Updated: Dec 4, 2025


Their names may not be easily recognizable, but each of these Southern Ladies has left an indelible mark on American history.


Their names are Harriet Tubman, Rosa Parks, and Helen Keller.  Harriet Tubman is slated to have her face replace that of Andrew Jackson on the twenty dollar bill. Rosa Parks and Helen Keller, both natives of Alabama, will be the first women to have their faces be depicted on the Capitol grounds in Montgomery.


Harriet Tubman (1820-1913) was born into slavery on a Maryland plantation.  In 1849, when she was in her early 20s, she escaped to Philadelphia which--thanks to the efforts of the Quakers -- had long welcomed escapedd slaves to the North.  Having found freedom, she returned to her home state and helped hundreds of escaped slaves make their way to Canada via the Underground Railroad. During the Civil War she worked as a scout, spy, nurse, and cook for the Union Army.  At one point, she led the Union Army's Combahee River Raid, that liberated 700 enslaved African Americans.  After the war she made her home in upstate New York, where she would marry and work tirelessly for women's suffrage.


Helen Keller (1880-1968) was born as Jim Crow racial segregation was taking root in Alabama.  Her white family had the means to find help, when she lost both sight and hearing as a child.  Eventually, Ms. Keller learned to communicate through braille.  She graduated from college and became an inspiring advocate for individuals with disabilities.

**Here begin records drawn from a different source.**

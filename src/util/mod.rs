//! Utility types and functions

pub mod config;
pub mod logger;
pub mod span;
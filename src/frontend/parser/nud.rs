//! Prefix expression parsing (nud - null denotation)

use super::ast::*;
use super::state::*;
use super::ParseError;
use crate::frontend::lexer::{self, StrPart, TokenKind};
use crate::util::span::Span;
use std::rc::Rc;
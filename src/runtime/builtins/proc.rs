//! Proc and lambda objects

use crate::runtime::class::CoreClasses;
use crate::runtime::interpreter::{EvalResult, Exec};
use crate::runtime::value::{Args, ProcBody, ProcValue, Value};
use std::rc::Rc;

pub fn register(core: &CoreClasses) {
    let proc = &core.proc_class;
    proc.define_native("call", proc_call);
    proc.define_native("()", proc_call);
    proc.define_native("yield", proc_call);
    proc.define_native("[]", proc_call);
    proc.define_native("===", proc_call);
    proc.define_native("to_proc", |_, recv, _, _| Ok(recv.clone()));
    proc.define_native("lambda?", |exec, recv, _, _| {
        let proc = proc_of(exec, recv)?;
        Ok(Value::Bool(proc.lambda))
    });
    proc.define_native("arity", |exec, recv, _, _| {
        let proc = proc_of(exec, recv)?;
        Ok(Value::Int(arity(&proc)))
    });
    proc.define_native("inspect", proc_inspect);
    proc.define_native("to_s", proc_inspect);
}

fn proc_of(
    exec: &Exec<'_>,
    value: &Value,
) -> EvalResult<Rc<ProcValue>> {
    match value {
        Value::Proc(proc) => Ok(proc.clone()),
        other => {
            let class = exec.class_of(other);
            exec.raise("TypeError", format!("wrong argument type {} (expected Proc)", class.name))
        }
    }
}

fn proc_call(
    exec: &mut Exec<'_>,
    recv: &Value,
    args: Args,
    block: Option<Value>,
) -> EvalResult<Value> {
    let proc = proc_of(exec, recv)?;
    exec.call_proc(&proc, args, block)
}

/// Required parameter count, negated and offset by one when optional or
/// rest parameters make the count open-ended.
fn arity(proc: &ProcValue) -> i64 {
    let ProcBody::Block { def, .. } = &proc.body else {
        return -2;
    };
    let params = &def.params;
    let required = params.required.len() as i64;
    if params.rest.is_some() || !params.optional.is_empty() {
        -(required + 1)
    } else {
        required
    }
}

fn proc_inspect(
    exec: &mut Exec<'_>,
    recv: &Value,
    _args: Args,
    _block: Option<Value>,
) -> EvalResult<Value> {
    let proc = proc_of(exec, recv)?;
    let suffix = if proc.lambda { " (lambda)" } else { "" };
    Ok(Value::str(format!("#<Proc:0x{:08x}{}>", proc.tag, suffix)))
}

#[cfg(test)]
mod tests {
    use crate::runtime::interpreter::tests::{eval, eval_err};

    #[test]
    fn test_call_forms() {
        assert_eq!(eval("sq = lambda { |x| x * x }; [sq.call(3), sq.(4), sq[5]]"), "[9, 16, 25]");
        assert_eq!(eval("add = proc { |a, b| a.to_i + b.to_i }; add.call(1)"), "1");
        assert_eq!(eval("pr = Proc.new { |x| x }; pr.yield(7)"), "7");
    }

    #[test]
    fn test_lambda_checks_arguments() {
        assert_eq!(
            eval_err("lambda { |x| x }.call"),
            "wrong number of arguments (given 0, expected 1) (ArgumentError)"
        );
        assert_eq!(eval("proc { |x| x }.call"), "nil");
        assert_eq!(eval("proc { |a, b| [a, b] }.call([1, 2])"), "[1, 2]");
    }

    #[test]
    fn test_arity_and_kind() {
        assert_eq!(eval("proc { |x, y| }.arity"), "2");
        assert_eq!(eval("proc { |x = 1| }.arity"), "-1");
        assert_eq!(eval("lambda { |x, y = 1| }.arity"), "-2");
        assert_eq!(eval("lambda { |*a| }.arity"), "-1");
        assert_eq!(eval("lambda { }.lambda?"), "true");
        assert_eq!(eval("proc { }.lambda?"), "false");
    }

    #[test]
    fn test_closures_capture_variables() {
        assert_eq!(eval("n = 0; inc = lambda { n += 1 }; inc.call; inc.call; n"), "2");
        assert_eq!(
            eval("def make(k); lambda { |x| x * k }; end; triple = make(3); triple.call(5)"),
            "15"
        );
    }

    #[test]
    fn test_return_in_lambda_stays_local() {
        assert_eq!(eval("def m; l = lambda { return 1 }; l.call; 2; end; m"), "2");
        assert_eq!(eval("def m; [1, 2].each { |x| return x * 10 }; 0; end; m"), "10");
    }

    #[test]
    fn test_case_equality_calls() {
        assert_eq!(eval("even = lambda { |x| x.even? }; case 4 when even then :even else :odd end"), ":even");
    }
}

Ms. Keller exuded "vitality and optimism," according to The New York Times. "My life has been happy" with "interesting work," she said.  "I seldom think about my limitations, and they never make me sad."  As a woman of faith, she said,  "I believe that all through these dark years and silent years, God has been using me."


Rosa Parks (1913-2005), grew up on a farm, where her grandfather often kept watch all night, rifle in hand, to fend off the Ku Klux Klan.  Ms Parks, who earned a high school diploma and worked as a seamstress, was an active member of the Montgomery chapter of the NAACP.  In December 1955, she refused to give up her seat to a white passenger.  And it wasn't because she was worn and wanted to rest her feet.


"No, the only tired I was, was tired of giving in," Ms. Parks wrote in her autobiography.


Her arrest sparked the year-long Montgomery bus boycott by Black residents.  In November 1956, the U.S. Supreme Court declared segregation on public transportation unconstitutional.  But, unable to work, Ms. Parks and her husband moved to Detroit.


"God did away with all my fear," she wrote in 1995.  "I am thankful to Him every day that He gave me the strength not to move."